2. Une évaluation de la fertilité doit être proposée avant et après un traitement immunosuppresseur, notamment de type cyclophosphamide (dont l’utilisation après 30 ans et à plus de 10 grammes est accompagnée d’un risque d’aménorrhée prolongée). Cette consultation concerne également les hommes avec possibilité de conserver le sperme avant tout traitement.

3. La grossesse influence l’activité de la maladie. Elle doit être programmée et faire l’objet d’une évaluation régulière spécifique (planning de consultations). Le risque de prématurité est légèrement augmenté chez les femmes atteintes de lupus par rapport à la population générale, en particulier s'il existe une atteinte rénale du lupus.
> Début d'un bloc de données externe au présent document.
use receipt_points_api::run;

#[tokio::main]
async fn main() {
    if let Err(err) = run().await {
        eprintln!("application error: {err}");
        std::process::exit(1);
    }
}
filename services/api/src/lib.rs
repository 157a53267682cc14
mod cli;
mod infra;
mod routes;
mod score;
mod server;

use receipt_points::error::AppError;

pub async fn run() -> Result<(), AppError> {
    cli::run().await
}
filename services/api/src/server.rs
use crate::cli::ServeArgs;
use crate::infra::AppState;
use crate::routes::with_receipt_routes;
use axum::Extension;
use axum_prometheus::PrometheusMetricLayer;
use receipt_points::config::AppConfig;
use receipt_points::error::AppError;
use receipt_points::receipts::ReceiptService;
use receipt_points::telemetry;
use std::sync::atomic::{AtomicBool, Ordering};
use std::sync::Arc;
use tracing::{info, warn};

pub(crate) async fn run(mut args: ServeArgs) -> Result<(), AppError> {
    let mut config = AppConfig::load()?;

    if let Some(host) = args.host.take() {
        config.server.host = host;
    }
    if let Some(port) = args.port.take() {
        config.server.port = port;
    }

    telemetry::init(&config.telemetry)?;

    let (prometheus_layer, prometheus_handle) = PrometheusMetricLayer::pair();
    let readiness_flag = Arc::new(AtomicBool::new(false));
    let app_state = AppState {
        readiness: readiness_flag.clone(),
        metrics: Arc::new(prometheus_handle),
    };

    let receipt_service = Arc::new(ReceiptService::new());

    let app = with_receipt_routes(receipt_service.clone())
        .layer(Extension(app_state))
        .layer(prometheus_layer);

    let addr = config.server.socket_addr()?;
    let listener = tokio::net::TcpListener::bind(addr).await?;
    readiness_flag.store(true, Ordering::Release);

    info!(?config.environment, %addr, "receipt points service ready");

    axum::serve(listener, app)
        .with_graceful_shutdown(shutdown_signal())
        .await?;

    readiness_flag.store(false, Ordering::Release);
    info!(
        receipts = receipt_service.store().len(),
        "receipt points service stopped"
    );
    Ok(())
}

async fn shutdown_signal() {
    let ctrl_c = async {
        if let Err(err) = tokio::signal::ctrl_c().await {
            warn!(%err, "unable to listen for ctrl-c");
            std::future::pending::<()>().await;
        }
    };

    #[cfg(unix)]
    let terminate = async {
        match tokio::signal::unix::signal(tokio::signal::unix::SignalKind::terminate()) {
            Ok(mut signal) => {
                signal.recv().await;
            }
            Err(err) => {
                warn!(%err, "unable to listen for SIGTERM");
                std::future::pending::<()>().await;
            }
        }
    };

    #[cfg(not(unix))]
    let terminate = std::future::pending::<()>();

    tokio::select! {
        _ = ctrl_c => {},
        _ = terminate => {},
    }

    info!("shutdown signal received");
}
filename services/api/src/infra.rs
use metrics_exporter_prometheus::PrometheusHandle;
use std::sync::atomic::AtomicBool;
use std::sync::Arc;

/// Operational state shared with the health, readiness, and metrics routes.
#[derive(Clone)]
pub(crate) struct AppState {
    pub(crate) readiness: Arc<AtomicBool>,
    pub(crate) metrics: Arc<PrometheusHandle>,
}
4. Certains médicaments sont formellement interdits durant la grossesse (1) (Anti-hypertenseurs de type IEC/sartans, biphosphonates, anticoagulants AVK, certains immunosuppresseurs) et doivent être arrêtés suffisamment tôt avant la grossesse.

5. D’autres médicaments sont parfaitement autorisés pour traiter la maladie pendant toute la grossesse et/ou l’allaitement : il s’agit des corticoïdes, de l’hydroxychloroquine (Plaquenil), de l’azathioprine (Imurel), de la ciclosporine, de l’aspirine et des héparines. Evitez d’arrêter ces médicaments à tort au début de la grossesse.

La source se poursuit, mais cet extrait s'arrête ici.